WHAT THIS TASK INVOLVES: In the records below, count every line containing "BlockHandle". Reply with the number only.

Top of RECORD SET

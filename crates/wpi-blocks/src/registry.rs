//! Block type registration.

use std::collections::HashMap;
use std::fmt;
use std::sync::Arc;

use wpi_store::Map;

use crate::renderer::BlockHandle;

/// Parsed block attributes.
pub type BlockAttributes = Map;

/// Render callback: `(attributes, rendered inner content, block) -> html`.
pub type RenderFn = dyn Fn(&BlockAttributes, &str, &BlockHandle<'_>) -> String + Send + Sync;

/// A registered block type.
#[derive(Clone)]
pub struct BlockType {
    name: String,
    supports_interactivity: bool,
    render: Option<Arc<RenderFn>>,
}

impl BlockType {
    /// Create a block type without interactivity support or render callback.
    #[must_use]
    pub fn new(name: impl Into<String>) -> Self {
        Self {
            name: name.into(),
            supports_interactivity: false,
            render: None,
        }
    }

    /// Set the `supports.interactivity` flag.
    #[must_use]
    pub fn with_interactivity(mut self, supports: bool) -> Self {
        self.supports_interactivity = supports;
        self
    }

    /// Set the render callback.
    #[must_use]
    pub fn with_render<F>(mut self, render: F) -> Self
    where
        F: Fn(&BlockAttributes, &str, &BlockHandle<'_>) -> String + Send + Sync + 'static,
    {
        self.render = Some(Arc::new(render));
        self
    }

    #[must_use]
    pub fn name(&self) -> &str {
        &self.name
    }

    #[must_use]
    pub fn supports_interactivity(&self) -> bool {
        self.supports_interactivity
    }

    pub(crate) fn render_fn(&self) -> Option<&RenderFn> {
        self.render.as_deref()
    }
}

impl fmt::Debug for BlockType {
    fn fmt(&self, f: &mut fmt::Formatter<'_>) -> fmt::Result {
        f.debug_struct("BlockType")
            .field("name", &self.name)
            .field("supports_interactivity", &self.supports_interactivity)
            .field("render", &self.render.as_ref().map(|_| ".."))
            .finish()
    }
}

/// Block types by name.
#[derive(Clone, Debug, Default)]
pub struct BlockRegistry {
    types: HashMap<String, BlockType>,
}

impl BlockRegistry {
    #[must_use]
    pub fn new() -> Self {
        Self::default()
    }

    /// Register a block type, returning the type it replaced.
    pub fn register(&mut self, block_type: BlockType) -> Option<BlockType> {
        tracing::debug!(
            name = %block_type.name,
            interactivity = block_type.supports_interactivity,
            "Registered block type"
        );
        self.types.insert(block_type.name.clone(), block_type)
    }

    /// Builder form of [`register`](Self::register).
    #[must_use]
    pub fn with(mut self, block_type: BlockType) -> Self {
        self.register(block_type);
        self
    }

    pub fn unregister(&mut self, name: &str) -> Option<BlockType> {
        self.types.remove(name)
    }

    #[must_use]
    pub fn get(&self, name: &str) -> Option<&BlockType> {
        self.types.get(name)
    }

    #[must_use]
    pub fn is_registered(&self, name: &str) -> bool {
        self.types.contains_key(name)
    }
}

Bottom of RECORD SET

WRITTEN ANSWER: 3